From: Masami Hiramatsu <mhiramat@redhat.com>
To: Peter Zijlstra <peterz@infradead.org>
Cc: mingo@elte.hu, linux-kernel@vger.kernel.org, paulus@samba.org,
eranian@google.com, robert.richter@amd.com, fweisbec@gmail.com
Subject: Re: [RFC][PATCH 10/11] perf, x86: use LBR for PEBS IP+1 fixup
Date: Wed, 03 Mar 2010 16:11:51 -0500 [thread overview]
Message-ID: <4B8ED097.6090006@redhat.com> (raw)

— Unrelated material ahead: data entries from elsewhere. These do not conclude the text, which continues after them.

//! Teamwork task references in free text.

use std::collections::BTreeSet;
use std::sync::LazyLock;

use regex::Regex;

use crate::types::TaskReference;

static PATTERNS: LazyLock<Vec<Regex>> = LazyLock::new(|| {
    [
        // https://projects.example.com/app/tasks/123, .../#/tasks/123, *.teamwork.com
        r"(?i)https?://\S*?/tasks/(\d+)",
        // #TW-123 or TW-123
        r"(?i)#?TW-(\d+)",
        // task 123, task: 123, task #123
        r"(?i)\btask[:\s#]+(\d+)",
    ]
    .iter()
    .filter_map(|p| Regex::new(p).ok())
    .collect()
});

/// Extract every task reference mentioned in `text`.
///
/// Matches from all patterns are unioned and deduplicated by id. The result
/// is in ascending order. Ids too large for `u64` are skipped.
///
/// # Examples
///
/// ```
/// use gilfoyle_core::{extract_task_references, TaskReference};
///
/// let refs = extract_task_references("see #TW-42 and task 42");
/// assert_eq!(refs, vec![TaskReference(42)]);
///
/// assert!(extract_task_references("no references here").is_empty());
/// ```
pub fn extract_task_references(text: &str) -> Vec<TaskReference> {
    let mut ids = BTreeSet::new();
    for pattern in PATTERNS.iter() {
        for caps in pattern.captures_iter(text) {
            if let Some(id) = caps.get(1).and_then(|m| m.as_str().parse::<u64>().ok()) {
                ids.insert(id);
            }
        }
    }
    ids.into_iter().map(TaskReference).collect()
}

#[cfg(test)]
mod tests {
    use super::*;

    fn ids(text: &str) -> Vec<u64> {
        extract_task_references(text).into_iter().map(|r| r.0).collect()
    }

    #[test]
    fn dedups_across_patterns() {
        assert_eq!(ids("see #TW-42 and task 42"), vec![42]);
    }

    #[test]
    fn empty_input_yields_nothing() {
        assert!(ids("").is_empty());
        assert!(ids("no references here").is_empty());
    }

    #[test]
    fn recognizes_urls() {
        let text = "Implements https://projects.example.com/app/tasks/12345 \
                    and https://acme.teamwork.com/#/tasks/678";
        assert_eq!(ids(text), vec![678, 12345]);
    }

    #[test]
    fn shorthand_is_case_insensitive() {
        assert_eq!(ids("tw-7, TW-8 and #Tw-9"), vec![7, 8, 9]);
    }

    #[test]
    fn task_keyword_variants() {
        assert_eq!(ids("Task: 10\ntask #11\nTASK 12"), vec![10, 11, 12]);
    }

    #[test]
    fn output_is_ascending() {
        assert_eq!(ids("TW-300 TW-2 TW-41"), vec![2, 41, 300]);
    }

    #[test]
    fn overflowing_ids_are_skipped() {
        assert_eq!(ids("TW-99999999999999999999999 TW-5"), vec![5]);
    }

    #[test]
    fn bare_numbers_are_not_tasks() {
        assert!(ids("fixes #42 in 3 places").is_empty());
        assert!(ids("see subtask 5").is_empty());
        assert!(ids("multitask 12 workers").is_empty());
        assert_eq!(ids("(task 7)"), vec![7]);
    }
}
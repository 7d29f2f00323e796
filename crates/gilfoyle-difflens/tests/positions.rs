use gilfoyle_core::Side;
use gilfoyle_difflens::{changed_paths, find_position, parse_unified_diff, resolve, LineKind};

#[test]
fn added_lines_resolve_in_increasing_order_from_hunk_start() {
    let diff = "\
--- a/src/lib.py
+++ b/src/lib.py
@@ -10,3 +10,5 @@
 first
-gone
+one
+two
+three
 last
";
    let hunks = resolve(diff).unwrap();
    let added: Vec<u32> = hunks[0]
        .lines
        .iter()
        .filter(|l| l.kind == LineKind::Added)
        .filter_map(|l| l.new_line)
        .collect();
    assert_eq!(added, vec![11, 12, 13]);

    let mut previous = 9;
    for line in added {
        let pos = find_position(&hunks, "src/lib.py", line, Side::New).unwrap();
        assert!(pos.line > previous);
        assert_eq!(pos.file_path, "src/lib.py");
        previous = pos.line;
    }

    for line in 10..=14 {
        assert!(find_position(&hunks, "src/lib.py", line, Side::New).is_some());
    }
    assert!(find_position(&hunks, "src/lib.py", 9, Side::New).is_none());
    assert!(find_position(&hunks, "src/lib.py", 15, Side::New).is_none());
}

#[test]
fn merge_request_fixture() {
    let diff = include_str!("fixtures/merge_request.diff");
    let files = parse_unified_diff(diff).unwrap();
    // the binary file is dropped
    assert_eq!(files.len(), 3);

    let hunks = resolve(diff).unwrap();
    assert_eq!(
        changed_paths(&hunks),
        vec!["src/a.py", "src/util_io.py", "CHANGELOG.md"]
    );

    let added = find_position(&hunks, "src/a.py", 12, Side::New).unwrap();
    assert_eq!(added.paired_line, None);
    assert_eq!(added.old_path, None);

    // the blank context line keeps both counters in step
    let blank = find_position(&hunks, "src/a.py", 11, Side::New).unwrap();
    assert_eq!(blank.paired_line, Some(11));
    let after = find_position(&hunks, "src/a.py", 13, Side::New).unwrap();
    assert_eq!(after.paired_line, Some(12));

    let renamed = find_position(&hunks, "src/util.py", 1, Side::Old).unwrap();
    assert_eq!(renamed.file_path, "src/util_io.py");
    assert_eq!(renamed.old_path.as_deref(), Some("src/util.py"));

    let created = find_position(&hunks, "CHANGELOG.md", 2, Side::New).unwrap();
    assert_eq!(created.old_path, None);
    assert!(find_position(&hunks, "CHANGELOG.md", 1, Side::Old).is_none());
}

#[test]
fn hunks_serialize_with_line_numbers() {
    let hunks = resolve("--- a/x\n+++ b/x\n@@ -1 +1,2 @@\n a\n+b\n").unwrap();
    let json = serde_json::to_value(&hunks).unwrap();
    assert_eq!(json[0]["filePath"], "x");
    assert_eq!(json[0]["lines"][1]["kind"], "added");
    assert_eq!(json[0]["lines"][1]["newLine"], 2);
    assert!(json[0]["lines"][1]["oldLine"].is_null());
}
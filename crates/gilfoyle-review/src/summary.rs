use gilfoyle_core::{InlineComment, ReviewVerdict};

/// Render the summary note posted before any inline comment.
///
/// `inline_count` is the number of inline comments that will be posted
/// on the diff.
///
/// # Examples
///
/// ```
/// use gilfoyle_core::{Assessment, ReviewVerdict};
/// use gilfoyle_review::summary::format_summary_comment;
///
/// let verdict = ReviewVerdict {
///     summary: "Nothing blocking.".into(),
///     assessment: Assessment::Approved,
///     ..Default::default()
/// };
/// let body = format_summary_comment(&verdict, 0);
/// assert!(body.starts_with("## Gilfoyle Code Review :white_check_mark:"));
/// assert!(body.contains("**Verdict:** Approved"));
/// ```
pub fn format_summary_comment(verdict: &ReviewVerdict, inline_count: usize) -> String {
    let mut lines = vec![
        format!("## Gilfoyle Code Review {}", verdict.assessment.marker()),
        String::new(),
        format!("**Verdict:** {}", verdict.assessment.label()),
        String::new(),
        "### Summary".to_string(),
        verdict.summary.clone(),
    ];

    if !verdict.general_comments.is_empty() {
        lines.push(String::new());
        lines.push("### General Comments".to_string());
        lines.extend(verdict.general_comments.iter().map(|c| format!("- {c}")));
    }

    if !verdict.referenced_standards.is_empty() {
        lines.push(String::new());
        lines.push("### Referenced Standards".to_string());
        lines.extend(verdict.referenced_standards.iter().map(|s| format!("- {s}")));
    }

    if inline_count > 0 {
        lines.push(String::new());
        lines.push(format!("### Inline Comments ({inline_count})"));
        lines.push("_See inline comments in the diff for details._".to_string());
    }

    if verdict.task_context_used {
        lines.push(String::new());
        lines.push("_Task context from Teamwork was considered in this review._".to_string());
    }

    lines.push(String::new());
    lines.push("---".to_string());
    lines.push("_Review by Gilfoyle AI Agent_".to_string());
    lines.join("\n")
}

/// General-comment text for an inline comment whose line is not in the diff.
pub fn format_unplaced(comment: &InlineComment) -> String {
    format!(
        "{} `{}:{}` ({} side, line not in the diff): {}",
        comment.severity.prefix(),
        comment.position.file_path,
        comment.position.line,
        comment.position.side,
        comment.text
    )
}

/// Follow-up note for inline comments that could not be posted.
pub fn format_partial_note(failed: usize, total: usize) -> String {
    format!(
        ":warning: **Incomplete review:** {failed} of {total} inline comments could not be \
         posted to the diff. The summary above is complete; re-request a review to retry."
    )
}

#[cfg(test)]
mod tests {
    use gilfoyle_core::{Assessment, LinePosition, Severity, Side};

    use super::*;

    #[test]
    fn full_summary_sections_in_order() {
        let verdict = ReviewVerdict {
            summary: "Two problems.".into(),
            assessment: Assessment::NeedsChanges,
            inline_comments: Vec::new(),
            general_comments: vec!["Add tests".into()],
            referenced_standards: vec!["docs/adr/002.md".into()],
            task_context_used: true,
        };
        let body = format_summary_comment(&verdict, 3);
        let order = [
            "## Gilfoyle Code Review :x:",
            "**Verdict:** Needs Changes",
            "### Summary",
            "### General Comments\n- Add tests",
            "### Referenced Standards\n- docs/adr/002.md",
            "### Inline Comments (3)",
            "_Task context from Teamwork",
            "_Review by Gilfoyle AI Agent_",
        ];
        let mut cursor = 0;
        for part in order {
            let found = body[cursor..].find(part).unwrap_or_else(|| panic!("missing {part}"));
            cursor += found + part.len();
        }
    }

    #[test]
    fn summary_only_when_no_comments() {
        let verdict = ReviewVerdict {
            summary: "Fine.".into(),
            assessment: Assessment::Approved,
            ..Default::default()
        };
        let body = format_summary_comment(&verdict, 0);
        assert!(!body.contains("Inline Comments"));
        assert!(!body.contains("General Comments"));
    }

    #[test]
    fn unplaced_comment_keeps_location_and_severity() {
        let comment = InlineComment {
            position: LinePosition {
                file_path: "src/a.py".into(),
                line: 99,
                side: Side::New,
                old_path: None,
                paired_line: None,
            },
            severity: Severity::Warning,
            text: "off-by-one".into(),
        };
        assert_eq!(
            format_unplaced(&comment),
            "**[WARNING]** :warning: `src/a.py:99` (new side, line not in the diff): off-by-one"
        );
    }

    #[test]
    fn partial_note_counts() {
        assert!(format_partial_note(1, 4).contains("1 of 4 inline comments"));
    }
}
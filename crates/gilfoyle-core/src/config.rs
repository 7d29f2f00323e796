use std::path::Path;
use std::time::Duration;

use serde::{Deserialize, Serialize};

use crate::error::GilfoyleError;

/// Top-level configuration loaded from `gilfoyle.toml`.
///
/// Secrets may be left out of the file and supplied through the environment,
/// see [`GilfoyleConfig::with_env_overrides`].
///
/// # Examples
///
/// ```
/// use gilfoyle_core::GilfoyleConfig;
///
/// let config = GilfoyleConfig::default();
/// assert_eq!(config.server.port, 8000);
/// assert_eq!(config.gitlab.bot_username, "gilfoyle");
/// ```
#[derive(Debug, Clone, Default, Serialize, Deserialize)]
pub struct GilfoyleConfig {
    /// HTTP listener settings.
    #[serde(default)]
    pub server: ServerConfig,
    /// GitLab connection and webhook settings.
    #[serde(default)]
    pub gitlab: GitLabConfig,
    /// Teamwork connection settings.
    #[serde(default)]
    pub teamwork: TeamworkConfig,
    /// Reasoning model settings.
    #[serde(default)]
    pub llm: LlmConfig,
    /// Review run behavior.
    #[serde(default)]
    pub review: ReviewConfig,
}

impl GilfoyleConfig {
    /// Load configuration from a TOML file at `path`.
    ///
    /// # Errors
    ///
    /// Returns [`GilfoyleError::Io`] if the file cannot be read, or
    /// [`GilfoyleError::Toml`] if the content is not valid TOML.
    ///
    /// # Examples
    ///
    /// ```no_run
    /// use gilfoyle_core::GilfoyleConfig;
    /// use std::path::Path;
    ///
    /// let config = GilfoyleConfig::from_file(Path::new("gilfoyle.toml")).unwrap();
    /// ```
    pub fn from_file(path: &Path) -> Result<Self, GilfoyleError> {
        let content = std::fs::read_to_string(path)?;
        Self::from_toml(&content)
    }

    /// Parse configuration from a TOML string.
    ///
    /// Trailing slashes are stripped from service URLs.
    ///
    /// # Errors
    ///
    /// Returns [`GilfoyleError::Toml`] if parsing fails.
    ///
    /// # Examples
    ///
    /// ```
    /// use gilfoyle_core::GilfoyleConfig;
    ///
    /// let toml = r#"
    /// [gitlab]
    /// url = "https://gitlab.example.com/"
    ///
    /// [review]
    /// retention_secs = 60
    /// "#;
    /// let config = GilfoyleConfig::from_toml(toml).unwrap();
    /// assert_eq!(config.gitlab.url, "https://gitlab.example.com");
    /// assert_eq!(config.review.retention_secs, 60);
    /// ```
    pub fn from_toml(content: &str) -> Result<Self, GilfoyleError> {
        let mut config: Self = toml::from_str(content)?;
        config.normalize();
        Ok(config)
    }

    /// Fill secrets from the process environment.
    ///
    /// Reads `GITLAB_TOKEN`, `GITLAB_WEBHOOK_SECRET`, `TEAMWORK_API_KEY` and
    /// `LLM_API_KEY`, falling back to `OPENAI_API_KEY` or `ANTHROPIC_API_KEY`
    /// depending on `llm.provider`. Non-empty environment values win over the file.
    pub fn with_env_overrides(self) -> Self {
        self.with_overrides_from(|name| std::env::var(name).ok())
    }

    /// Same as [`with_env_overrides`](Self::with_env_overrides) with an explicit lookup.
    pub fn with_overrides_from(mut self, lookup: impl Fn(&str) -> Option<String>) -> Self {
        let get = |name: &str| lookup(name).filter(|v| !v.is_empty());

        if let Some(v) = get("GITLAB_TOKEN") {
            self.gitlab.token = Some(v);
        }
        if let Some(v) = get("GITLAB_WEBHOOK_SECRET") {
            self.gitlab.webhook_secret = Some(v);
        }
        if let Some(v) = get("TEAMWORK_API_KEY") {
            self.teamwork.api_key = Some(v);
        }
        let provider_var = match self.llm.provider.as_str() {
            "anthropic" => "ANTHROPIC_API_KEY",
            _ => "OPENAI_API_KEY",
        };
        if let Some(v) = get("LLM_API_KEY").or_else(|| get(provider_var)) {
            self.llm.api_key = Some(v);
        }
        self
    }

    /// Check that everything the webhook service needs is present.
    ///
    /// # Errors
    ///
    /// Returns [`GilfoyleError::Config`] naming the first missing value.
    pub fn validate_for_serve(&self) -> Result<(), GilfoyleError> {
        self.validate_for_review()?;
        if self.gitlab.webhook_secret.as_deref().unwrap_or("").is_empty() {
            return Err(GilfoyleError::Config(
                "gitlab.webhook_secret is required (or set GITLAB_WEBHOOK_SECRET)".into(),
            ));
        }
        Ok(())
    }

    /// Check that a one-shot review can reach GitLab and the model.
    ///
    /// # Errors
    ///
    /// Returns [`GilfoyleError::Config`] naming the first missing value.
    pub fn validate_for_review(&self) -> Result<(), GilfoyleError> {
        if self.gitlab.url.is_empty() {
            return Err(GilfoyleError::Config("gitlab.url is required".into()));
        }
        if self.gitlab.token.as_deref().unwrap_or("").is_empty() {
            return Err(GilfoyleError::Config(
                "gitlab.token is required (or set GITLAB_TOKEN)".into(),
            ));
        }
        if self.llm.api_key.as_deref().unwrap_or("").is_empty() {
            return Err(GilfoyleError::Config(format!(
                "llm.api_key is required for provider '{}' (or set LLM_API_KEY)",
                self.llm.provider
            )));
        }
        Ok(())
    }

    fn normalize(&mut self) {
        trim_trailing_slashes(&mut self.gitlab.url);
        trim_trailing_slashes(&mut self.teamwork.url);
        if let Some(base) = self.llm.base_url.as_mut() {
            trim_trailing_slashes(base);
        }
    }
}

fn trim_trailing_slashes(url: &mut String) {
    let trimmed = url.trim_end_matches('/').len();
    url.truncate(trimmed);
}

/// HTTP listener configuration.
#[derive(Debug, Clone, Serialize, Deserialize)]
pub struct ServerConfig {
    #[serde(default = "default_host")]
    pub host: String,
    #[serde(default = "default_port")]
    pub port: u16,
    /// Default `tracing` filter when `RUST_LOG` is unset.
    #[serde(default = "default_log_level")]
    pub log_level: String,
}

fn default_host() -> String {
    "0.0.0.0".into()
}

fn default_port() -> u16 {
    8000
}

fn default_log_level() -> String {
    "info".into()
}

impl Default for ServerConfig {
    fn default() -> Self {
        Self {
            host: default_host(),
            port: default_port(),
            log_level: default_log_level(),
        }
    }
}

/// GitLab connection and webhook configuration.
#[derive(Debug, Clone, Serialize, Deserialize)]
pub struct GitLabConfig {
    /// Instance base URL, e.g. `https://gitlab.example.com`.
    #[serde(default)]
    pub url: String,
    /// Personal or project access token of the bot account.
    pub token: Option<String>,
    /// Shared secret GitLab sends in `X-Gitlab-Token`.
    pub webhook_secret: Option<String>,
    /// Username of the bot; `@{bot_username}` in a note triggers a review.
    #[serde(default = "default_bot_username")]
    pub bot_username: String,
}

fn default_bot_username() -> String {
    "gilfoyle".into()
}

impl Default for GitLabConfig {
    fn default() -> Self {
        Self {
            url: String::new(),
            token: None,
            webhook_secret: None,
            bot_username: default_bot_username(),
        }
    }
}

/// Teamwork connection configuration.
#[derive(Debug, Clone, Default, Serialize, Deserialize)]
pub struct TeamworkConfig {
    /// Site URL. Task lookups are skipped when empty.
    #[serde(default)]
    pub url: String,
    pub api_key: Option<String>,
}

impl TeamworkConfig {
    /// Returns `true` if task lookups can be made.
    pub fn is_configured(&self) -> bool {
        !self.url.is_empty() && self.api_key.as_deref().is_some_and(|k| !k.is_empty())
    }
}

/// Reasoning model configuration.
///
/// # Examples
///
/// ```
/// use gilfoyle_core::LlmConfig;
///
/// let config = LlmConfig::default();
/// assert_eq!(config.provider, "anthropic");
/// assert_eq!(config.effective_base_url(), "https://api.anthropic.com");
/// ```
#[derive(Debug, Clone, Serialize, Deserialize)]
pub struct LlmConfig {
    /// Provider name (`"anthropic"`, `"openai"` or any OpenAI-compatible host).
    #[serde(default = "default_provider")]
    pub provider: String,
    #[serde(default = "default_model")]
    pub model: String,
    pub api_key: Option<String>,
    /// Override for the chat completions host.
    pub base_url: Option<String>,
    #[serde(default = "default_max_tokens")]
    pub max_tokens: u32,
    #[serde(default = "default_temperature")]
    pub temperature: f64,
    /// Upper bound on tool-call round trips before a verdict is demanded.
    #[serde(default = "default_max_tool_rounds")]
    pub max_tool_rounds: usize,
}

fn default_provider() -> String {
    "anthropic".into()
}

fn default_model() -> String {
    "claude-sonnet-4-20250514".into()
}

fn default_max_tokens() -> u32 {
    4096
}

fn default_temperature() -> f64 {
    0.3
}

fn default_max_tool_rounds() -> usize {
    8
}

impl LlmConfig {
    /// Base URL for chat completions, derived from the provider when unset.
    pub fn effective_base_url(&self) -> &str {
        match self.base_url.as_deref() {
            Some(url) => url,
            None => match self.provider.as_str() {
                "anthropic" => "https://api.anthropic.com",
                _ => "https://api.openai.com",
            },
        }
    }
}

impl Default for LlmConfig {
    fn default() -> Self {
        Self {
            provider: default_provider(),
            model: default_model(),
            api_key: None,
            base_url: None,
            max_tokens: default_max_tokens(),
            temperature: default_temperature(),
            max_tool_rounds: default_max_tool_rounds(),
        }
    }
}

/// Review run configuration.
///
/// # Examples
///
/// ```
/// use gilfoyle_core::ReviewConfig;
///
/// let config = ReviewConfig::default();
/// assert_eq!(config.max_concurrent_reviews, 5);
/// assert_eq!(config.run_timeout().as_secs(), 300);
/// assert_eq!(config.retry.max_attempts, 3);
/// ```
#[derive(Debug, Clone, Serialize, Deserialize)]
pub struct ReviewConfig {
    /// Time budget for one run once it holds a concurrency permit.
    #[serde(default = "default_run_timeout_secs")]
    pub run_timeout_secs: u64,
    /// How long a completed revision suppresses repeat triggers.
    #[serde(default = "default_retention_secs")]
    pub retention_secs: u64,
    #[serde(default = "default_max_concurrent_reviews")]
    pub max_concurrent_reviews: usize,
    /// Diff lines sent to the model; positions still use the full diff.
    #[serde(default = "default_max_diff_lines")]
    pub max_diff_lines: usize,
    #[serde(default)]
    pub retry: RetryConfig,
}

fn default_run_timeout_secs() -> u64 {
    300
}

fn default_retention_secs() -> u64 {
    3600
}

fn default_max_concurrent_reviews() -> usize {
    5
}

fn default_max_diff_lines() -> usize {
    1000
}

impl ReviewConfig {
    pub fn run_timeout(&self) -> Duration {
        Duration::from_secs(self.run_timeout_secs)
    }

    pub fn retention(&self) -> Duration {
        Duration::from_secs(self.retention_secs)
    }
}

impl Default for ReviewConfig {
    fn default() -> Self {
        Self {
            run_timeout_secs: default_run_timeout_secs(),
            retention_secs: default_retention_secs(),
            max_concurrent_reviews: default_max_concurrent_reviews(),
            max_diff_lines: default_max_diff_lines(),
            retry: RetryConfig::default(),
        }
    }
}

/// Backoff applied to every collaborator call.
#[derive(Debug, Clone, Serialize, Deserialize)]
pub struct RetryConfig {
    #[serde(default = "default_max_attempts")]
    pub max_attempts: u32,
    #[serde(default = "default_base_delay_ms")]
    pub base_delay_ms: u64,
    #[serde(default = "default_multiplier")]
    pub multiplier: u32,
    #[serde(default = "default_max_delay_ms")]
    pub max_delay_ms: u64,
}

fn default_max_attempts() -> u32 {
    3
}

fn default_base_delay_ms() -> u64 {
    2000
}

fn default_multiplier() -> u32 {
    2
}

fn default_max_delay_ms() -> u64 {
    10_000
}

impl Default for RetryConfig {
    fn default() -> Self {
        Self {
            max_attempts: default_max_attempts(),
            base_delay_ms: default_base_delay_ms(),
            multiplier: default_multiplier(),
            max_delay_ms: default_max_delay_ms(),
        }
    }
}
use std::process::Command;

#[test]
fn init_creates_valid_toml() {
    let dir = tempfile::tempdir().unwrap();

    let output = Command::new(env!("CARGO_BIN_EXE_gilfoyle"))
        .arg("init")
        .current_dir(dir.path())
        .output()
        .unwrap();

    assert!(output.status.success(), "gilfoyle init failed: {}", String::from_utf8_lossy(&output.stderr));

    let config_path = dir.path().join("gilfoyle.toml");
    assert!(config_path.exists(), "gilfoyle.toml should exist");

    let content = std::fs::read_to_string(&config_path).unwrap();
    assert!(content.contains("[gitlab]"));
    assert!(content.contains("[review.retry]"));

    let config = gilfoyle_core::GilfoyleConfig::from_toml(&content).unwrap();
    assert_eq!(config.server.port, 8000);
    assert_eq!(config.gitlab.bot_username, "gilfoyle");
    assert_eq!(config.review.max_concurrent_reviews, 5);
    assert_eq!(config.review.retry.max_attempts, 3);
    assert!(config.gitlab.token.is_none());

    // Raw toml must agree with the typed loader.
    let raw: toml::Value = toml::from_str(&content).unwrap();
    assert_eq!(raw["llm"]["max_tool_rounds"].as_integer(), Some(8));
}

#[test]
fn init_refuses_if_exists() {
    let dir = tempfile::tempdir().unwrap();
    std::fs::write(dir.path().join("gilfoyle.toml"), "# existing").unwrap();

    let output = Command::new(env!("CARGO_BIN_EXE_gilfoyle"))
        .arg("init")
        .current_dir(dir.path())
        .output()
        .unwrap();

    assert!(!output.status.success());
    let content = std::fs::read_to_string(dir.path().join("gilfoyle.toml")).unwrap();
    assert_eq!(content, "# existing");
}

In-Reply-To: <1267645029.25158.106.camel@laptop>
Peter Zijlstra wrote:
> On Wed, 2010-03-03 at 13:05 -0500, Masami Hiramatsu wrote:
>> Peter Zijlstra wrote:
>>> PEBS always reports the IP+1, that is the instruction after the one
>>> that got sampled, cure this by using the LBR to reliably rewind the
>>> instruction stream.
>>
>> Hmm, does PEBS always report one byte after the end address of the
>> sampled instruction? Or the instruction which will be executed next
>> step?
>
> The next instruction, its trap like.
>
>> [...]
>>> +#include <asm/insn.h>
>>> +
>>> +#define MAX_INSN_SIZE 16
>>
>> Hmm, we'd better integrate these kinds of definitions into
>> asm/insn.h... (several features define it)
>
> Agreed, I'll look at doing a patch to collect them all into asm/insn.h
> if nobody beats me to it :-)
At least kprobes doesn't :)
>>> +
>>> +static void intel_pmu_pebs_fixup_ip(struct pt_regs *regs)
>>> +{
>>> +#if 0
>>> + /*
>>> + * Borken, makes the machine expode at times trying to
>>> + * derefence funny userspace addresses.
>>> + *
>>> + * Should we always fwd decode from @to, instead of trying
>>> + * to rewind as implemented?
>>> + */
>>> +
>>> + struct cpu_hw_events *cpuc = &__get_cpu_var(cpu_hw_events);
>>> + unsigned long from = cpuc->lbr_entries[0].from;
>>> + unsigned long to = cpuc->lbr_entries[0].to;
>>
>> Ah, I see. For branch instruction case, we can use LBR to
>> find previous IP...
>
> Right, we use the LBR to find the basic block.
Hm, that's a good idea :)
>>> + unsigned long ip = regs->ip;
>>> + u8 buf[2*MAX_INSN_SIZE];
>>> + u8 *kaddr;
>>> + int i;
>>> +
>>> + if (from && to) {
>>> + /*
>>> + * We sampled a branch insn, rewind using the LBR stack
>>> + */
>>> + if (ip == to) {
>>> + regs->ip = from;
>>> + return;
>>> + }
>>> + }
>>> +
>>> + if (user_mode(regs)) {
>>> + int bytes = copy_from_user_nmi(buf,
>>> + (void __user *)(ip - MAX_INSN_SIZE),
>>> + 2*MAX_INSN_SIZE);
>>> +
>>
>> maybe, you'd better check the source address range is within
>> the user address range. e.g. ip < MAX_INSN_SIZE.
>
> Not only that, I realized user_mode() checks regs->cs, which is not set
> by the PEBS code, so I added some helpers.
>
>>> +
>>> + /*
>>> + * Try to find the longest insn ending up at the given IP
>>> + */
>>> + for (i = MAX_INSN_SIZE; i > 0; i--) {
>>> + struct insn insn;
>>> +
>>> + kernel_insn_init(&insn, kaddr + MAX_INSN_SIZE - i);
>>> + insn_get_length(&insn);
>>> + if (insn.length == i) {
>>> + regs->ip -= i;
>>> + return;
>>> + }
>>> + }
>>
>> Hmm, this will not work correctly on x86, since the decoder can
>> miss-decode the tail bytes of previous instruction as prefix bytes. :(
>>
>> Thus, if you want to rewind instruction stream, you need to decode
>> a function (or basic block) entirely.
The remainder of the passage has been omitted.